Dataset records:
┌────────

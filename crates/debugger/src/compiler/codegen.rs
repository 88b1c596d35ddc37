//! Code generation for expression trees.

use super::ast::{Callee, Expr, LocalRef, LogicalOp, UnaryOp};
use crate::debug_table::LocalKind;
use crate::error::CompileError;
use crate::op_code::OpCode;
use crate::unit_builder::{JumpLabel, UnitBuilder};
use crate::value::Value;

type GenResult = Result<(), CompileError>;

pub(crate) struct CodeGenerator {
    builder: UnitBuilder,
    speculative: bool,
}

impl CodeGenerator {
    pub(crate) fn new(speculative: bool) -> Self {
        Self {
            builder: UnitBuilder::new(),
            speculative,
        }
    }

    /// Generates `expr` followed by the implicit return.
    pub(crate) fn generate(mut self, expr: &Expr) -> Result<Vec<u8>, CompileError> {
        self.expr(expr)?;
        self.builder.emit_opcode(OpCode::RETVAL);
        Ok(self.builder.into_code())
    }

    fn patch(&mut self, label: JumpLabel) -> GenResult {
        if self.builder.patch_jump(label) {
            Ok(())
        } else {
            Err(CompileError::new("expression too large"))
        }
    }

    fn constant(&mut self, value: &Value) -> GenResult {
        let b = &mut self.builder;
        match value {
            Value::Nil | Value::Empty => {
                b.emit_opcode(OpCode::PUSHNIL);
            }
            Value::True => {
                b.emit_opcode(OpCode::PUSHTRUE);
            }
            Value::Int(v) => {
                b.emit_push_int(*v);
            }
            Value::Obj(obj) => {
                b.emit_push_obj(*obj);
            }
            Value::Prop(prop) => {
                b.emit_push_prop(*prop);
            }
            Value::Enum(v) => {
                b.emit_push_enum(*v);
            }
            Value::Str(s) => {
                if s.len() > u16::MAX as usize {
                    return Err(CompileError::new("string constant too long"));
                }
                b.emit_push_string(s);
            }
            Value::FuncPtr(addr) | Value::CodeOfs(addr) => {
                b.emit_push_func(*addr);
            }
            Value::BifPtr(bif) => {
                b.emit_push_bif(*bif);
            }
            Value::List(items) => {
                for item in items.iter() {
                    self.constant(item)?;
                }
                self.new_list(items.len())?;
            }
        }
        Ok(())
    }

    fn new_list(&mut self, count: usize) -> GenResult {
        let count = u16::try_from(count).map_err(|_| CompileError::new("list too long"))?;
        self.builder.emit_opcode(OpCode::NEWLIST).emit_u16(count);
        Ok(())
    }

    /// Pushes call arguments last to first, so the callee pops them in order.
    fn arguments(&mut self, args: &[Expr]) -> Result<u8, CompileError> {
        let argc = u8::try_from(args.len()).map_err(|_| CompileError::new("too many arguments in function call"))?;
        for arg in args.iter().rev() {
            self.expr(arg)?;
        }
        Ok(argc)
    }

    fn load_local(&mut self, local: &LocalRef) {
        let b = &mut self.builder;
        match local.kind {
            LocalKind::Local { var } => {
                b.emit_frame_var(OpCode::GETDBLCL, local.level, var);
            }
            LocalKind::Param { var } => {
                b.emit_frame_var(OpCode::GETDBARG, local.level, var);
            }
            LocalKind::ContextLocal { var, arr_idx } => {
                b.emit_context_var(OpCode::GETDBCTXLCL, local.level, var, arr_idx);
            }
            LocalKind::Unknown => {
                b.emit_opcode(OpCode::PUSHNIL);
            }
        }
    }

    fn object(&mut self, obj: &Option<Box<Expr>>) -> GenResult {
        match obj {
            Some(obj) => self.expr(obj),
            None => {
                self.builder.emit_opcode(OpCode::PUSHSELF);
                Ok(())
            }
        }
    }

    fn expr(&mut self, expr: &Expr) -> GenResult {
        match expr {
            Expr::Const(v) => self.constant(v)?,
            Expr::List(items) => {
                for item in items {
                    self.expr(item)?;
                }
                self.new_list(items.len())?;
            }
            Expr::Local(local) => self.load_local(local),
            Expr::SelfObj => {
                self.builder.emit_opcode(OpCode::PUSHSELF);
            }
            Expr::Context(element) => {
                self.builder.emit_push_context(*element);
            }
            Expr::ArgCount { level } => {
                self.builder.emit_opcode(OpCode::GETDBARGC).emit_u16(*level);
            }
            Expr::Prop { obj, prop, args } => match args {
                Some(args) => {
                    let argc = self.arguments(args)?;
                    self.object(obj)?;
                    self.builder.emit_call_prop(*prop, argc);
                }
                None => {
                    self.object(obj)?;
                    let op = if self.speculative {
                        OpCode::GETPROPDATA
                    } else {
                        OpCode::GETPROP
                    };
                    self.builder.emit_prop_op(op, *prop);
                }
            },
            Expr::Call { callee, args } => {
                let argc = self.arguments(args)?;
                match callee {
                    Callee::Function(addr) => {
                        self.builder.emit_call(*addr, argc);
                    }
                    Callee::Builtin(bif) => {
                        self.builder.emit_call_bif(*bif, argc);
                    }
                    Callee::Pointer(ptr) => {
                        self.expr(ptr)?;
                        self.builder.emit_opcode(OpCode::PTRCALL).emit(argc);
                    }
                }
            }
            Expr::Index(container, index) => {
                self.expr(container)?;
                self.expr(index)?;
                self.builder.emit_opcode(OpCode::INDEX);
            }
            Expr::Unary(op, operand) => {
                self.expr(operand)?;
                let op = match op {
                    UnaryOp::Neg => OpCode::NEG,
                    UnaryOp::Not => OpCode::NOT,
                    UnaryOp::BitNot => OpCode::BNOT,
                };
                self.builder.emit_opcode(op);
            }
            Expr::Binary(op, lhs, rhs) => {
                self.expr(lhs)?;
                self.expr(rhs)?;
                self.builder.emit_opcode(op.opcode());
            }
            Expr::Logical(op, lhs, rhs) => self.logical(*op, lhs, rhs)?,
            Expr::Conditional(cond, then, otherwise) => {
                self.expr(cond)?;
                let to_else = self.builder.emit_jump(OpCode::JF);
                self.expr(then)?;
                let to_end = self.builder.emit_jump(OpCode::JMP);
                self.patch(to_else)?;
                self.expr(otherwise)?;
                self.patch(to_end)?;
            }
            Expr::Assign { op, target, value } => {
                match op {
                    Some(op) => {
                        self.expr(target)?;
                        self.expr(value)?;
                        self.builder.emit_opcode(op.opcode());
                    }
                    None => self.expr(value)?,
                }
                self.builder.emit_opcode(OpCode::DUP);
                self.store(target)?;
            }
        }
        Ok(())
    }

    /// `a && b` yields true or nil; `b` only runs when `a` doesn't decide.
    fn logical(&mut self, op: LogicalOp, lhs: &Expr, rhs: &Expr) -> GenResult {
        let branch = match op {
            LogicalOp::And => OpCode::JF,
            LogicalOp::Or => OpCode::JT,
        };
        self.expr(lhs)?;
        let short1 = self.builder.emit_jump(branch);
        self.expr(rhs)?;
        let short2 = self.builder.emit_jump(branch);

        let (fallthrough, shortcut) = match op {
            LogicalOp::And => (OpCode::PUSHTRUE, OpCode::PUSHNIL),
            LogicalOp::Or => (OpCode::PUSHNIL, OpCode::PUSHTRUE),
        };
        self.builder.emit_opcode(fallthrough);
        let to_end = self.builder.emit_jump(OpCode::JMP);
        self.patch(short1)?;
        self.patch(short2)?;
        self.builder.emit_opcode(shortcut);
        self.patch(to_end)
    }

    /// Stores the value on top of the stack into `target`, consuming it.
    fn store(&mut self, target: &Expr) -> GenResult {
        match target {
            Expr::Local(local) => {
                let b = &mut self.builder;
                match local.kind {
                    LocalKind::Local { var } => {
                        b.emit_frame_var(OpCode::SETDBLCL, local.level, var);
                    }
                    LocalKind::Param { var } => {
                        b.emit_frame_var(OpCode::SETDBARG, local.level, var);
                    }
                    LocalKind::ContextLocal { var, arr_idx } => {
                        b.emit_context_var(OpCode::SETDBCTXLCL, local.level, var, arr_idx);
                    }
                    LocalKind::Unknown => {
                        return Err(CompileError::new("invalid assignment: the left side cannot be assigned"))
                    }
                }
            }
            Expr::Prop { obj, prop, args: None } => {
                self.object(obj)?;
                self.builder.emit_prop_op(OpCode::SETPROP, *prop);
            }
            Expr::Index(container, index) => {
                self.expr(container)?;
                self.expr(index)?;
                self.builder.emit_opcode(OpCode::SETIND);
                self.store(container)?;
            }
            _ => return Err(CompileError::new("invalid assignment: the left side cannot be assigned")),
        }
        Ok(())
    }
}

#[cfg(test)]
mod tests {
    use super::*;
    use crate::compiler::ast::BinaryOp;
    use crate::instruction::disassemble;
    use crate::value::PropId;

    fn gen(expr: &Expr) -> Vec<u8> {
        CodeGenerator::new(false).generate(expr).unwrap()
    }

    #[test]
    fn test_constant_return() {
        let code = gen(&Expr::Const(Value::Int(1)));
        assert_eq!(code, vec![OpCode::PUSH_1 as u8, OpCode::RETVAL as u8]);
    }

    #[test]
    fn test_call_pushes_arguments_in_reverse() {
        let call = Expr::Call {
            callee: Callee::Function(0x100),
            args: vec![Expr::Const(Value::Int(0)), Expr::Const(Value::Int(1))],
        };
        let code = gen(&call);
        assert_eq!(code[0], OpCode::PUSH_1 as u8);
        assert_eq!(code[1], OpCode::PUSH_0 as u8);
        assert_eq!(code[2], OpCode::CALL as u8);
        assert_eq!(code[3], 2);
    }

    #[test]
    fn test_speculative_property_read_is_data_only() {
        let read = Expr::Prop {
            obj: None,
            prop: PropId(7),
            args: None,
        };
        let code = CodeGenerator::new(true).generate(&read).unwrap();
        assert_eq!(code[0], OpCode::PUSHSELF as u8);
        assert_eq!(code[1], OpCode::GETPROPDATA as u8);
    }

    #[test]
    fn test_compound_assignment_stores_back() {
        let x = Expr::Local(LocalRef {
            kind: LocalKind::Local { var: 2 },
            level: 0,
        });
        let assign = Expr::Assign {
            op: Some(BinaryOp::Add),
            target: Box::new(x),
            value: Box::new(Expr::Const(Value::Int(5))),
        };
        let text = disassemble(&gen(&assign));
        let ops: Vec<&str> = text
            .lines()
            .filter_map(|l| l.split_whitespace().nth(1))
            .collect();
        assert_eq!(ops, vec!["GETDBLCL", "PUSHINT8", "ADD", "DUP", "SETDBLCL", "RETVAL"]);
    }
}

└────────

Reproduce every line above that contains the string "Param".

            LocalKind::Param { var } => {
                    LocalKind::Param { var } => {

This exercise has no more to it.